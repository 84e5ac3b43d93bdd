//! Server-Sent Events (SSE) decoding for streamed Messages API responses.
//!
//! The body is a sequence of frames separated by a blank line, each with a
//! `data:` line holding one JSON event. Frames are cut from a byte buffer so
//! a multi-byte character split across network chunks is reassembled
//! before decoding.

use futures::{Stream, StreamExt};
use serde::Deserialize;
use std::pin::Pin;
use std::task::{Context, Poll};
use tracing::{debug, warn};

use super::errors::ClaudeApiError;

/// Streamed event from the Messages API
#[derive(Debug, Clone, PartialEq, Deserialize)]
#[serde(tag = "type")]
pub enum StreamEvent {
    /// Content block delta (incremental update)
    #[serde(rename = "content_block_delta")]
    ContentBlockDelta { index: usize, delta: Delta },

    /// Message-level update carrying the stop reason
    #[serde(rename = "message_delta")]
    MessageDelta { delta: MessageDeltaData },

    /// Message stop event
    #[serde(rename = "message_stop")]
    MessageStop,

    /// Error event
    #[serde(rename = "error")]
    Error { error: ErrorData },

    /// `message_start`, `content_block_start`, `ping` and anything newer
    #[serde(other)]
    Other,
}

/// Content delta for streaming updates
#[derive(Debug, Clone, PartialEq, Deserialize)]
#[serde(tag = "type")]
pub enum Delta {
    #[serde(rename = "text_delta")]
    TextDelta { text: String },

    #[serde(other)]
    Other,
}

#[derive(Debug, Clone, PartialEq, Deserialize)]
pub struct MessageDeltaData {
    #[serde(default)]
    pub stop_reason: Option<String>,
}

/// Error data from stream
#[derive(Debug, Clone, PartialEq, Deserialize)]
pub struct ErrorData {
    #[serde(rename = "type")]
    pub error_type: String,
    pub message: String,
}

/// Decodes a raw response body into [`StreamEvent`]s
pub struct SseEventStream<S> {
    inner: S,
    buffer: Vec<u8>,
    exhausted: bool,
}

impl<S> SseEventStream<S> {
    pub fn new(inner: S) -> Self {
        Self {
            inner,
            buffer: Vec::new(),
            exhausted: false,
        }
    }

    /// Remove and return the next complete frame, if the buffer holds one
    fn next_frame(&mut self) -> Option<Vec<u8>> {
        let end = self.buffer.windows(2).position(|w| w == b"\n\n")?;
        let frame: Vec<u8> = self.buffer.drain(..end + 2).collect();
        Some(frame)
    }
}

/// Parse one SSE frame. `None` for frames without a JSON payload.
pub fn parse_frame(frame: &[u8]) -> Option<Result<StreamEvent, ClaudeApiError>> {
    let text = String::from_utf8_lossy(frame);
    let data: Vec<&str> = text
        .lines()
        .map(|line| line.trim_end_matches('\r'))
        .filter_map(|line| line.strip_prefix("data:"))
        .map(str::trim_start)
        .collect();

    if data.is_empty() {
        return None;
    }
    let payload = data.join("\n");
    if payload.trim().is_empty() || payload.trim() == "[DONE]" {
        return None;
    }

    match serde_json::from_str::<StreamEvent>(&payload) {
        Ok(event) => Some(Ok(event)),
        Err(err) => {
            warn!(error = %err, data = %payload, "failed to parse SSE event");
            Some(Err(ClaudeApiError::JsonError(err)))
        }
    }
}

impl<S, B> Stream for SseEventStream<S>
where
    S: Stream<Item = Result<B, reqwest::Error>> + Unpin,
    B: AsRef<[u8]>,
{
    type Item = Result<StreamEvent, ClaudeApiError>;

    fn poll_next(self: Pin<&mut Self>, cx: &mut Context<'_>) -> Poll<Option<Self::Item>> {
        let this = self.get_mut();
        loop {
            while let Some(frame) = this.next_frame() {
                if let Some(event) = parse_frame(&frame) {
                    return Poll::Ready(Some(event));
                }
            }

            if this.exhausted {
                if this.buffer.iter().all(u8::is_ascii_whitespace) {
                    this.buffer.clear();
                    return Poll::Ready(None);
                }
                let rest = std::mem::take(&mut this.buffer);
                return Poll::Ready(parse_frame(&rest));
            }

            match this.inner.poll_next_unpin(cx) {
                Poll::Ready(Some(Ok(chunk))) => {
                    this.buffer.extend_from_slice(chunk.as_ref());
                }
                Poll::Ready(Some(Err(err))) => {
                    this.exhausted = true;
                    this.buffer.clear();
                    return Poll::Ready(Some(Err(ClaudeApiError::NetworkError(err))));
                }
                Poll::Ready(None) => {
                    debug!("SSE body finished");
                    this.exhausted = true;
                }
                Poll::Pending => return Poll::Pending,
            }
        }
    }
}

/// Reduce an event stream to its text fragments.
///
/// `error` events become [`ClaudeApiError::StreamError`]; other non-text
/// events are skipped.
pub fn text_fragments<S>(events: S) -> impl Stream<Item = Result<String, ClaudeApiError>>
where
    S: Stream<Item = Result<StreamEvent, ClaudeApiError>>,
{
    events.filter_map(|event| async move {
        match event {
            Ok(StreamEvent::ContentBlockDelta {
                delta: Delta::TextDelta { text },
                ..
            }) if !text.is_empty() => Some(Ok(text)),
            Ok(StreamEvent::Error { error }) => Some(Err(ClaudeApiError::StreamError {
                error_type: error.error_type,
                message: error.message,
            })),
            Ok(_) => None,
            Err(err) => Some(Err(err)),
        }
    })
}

* _TASK REQUIREMENTS_: Copy every line that includes the string "exhausted" from the material above.

* _EXPECTED OUTPUT_:
    exhausted: bool,
            exhausted: false,
            if this.exhausted {
                    this.exhausted = true;
                    this.exhausted = true;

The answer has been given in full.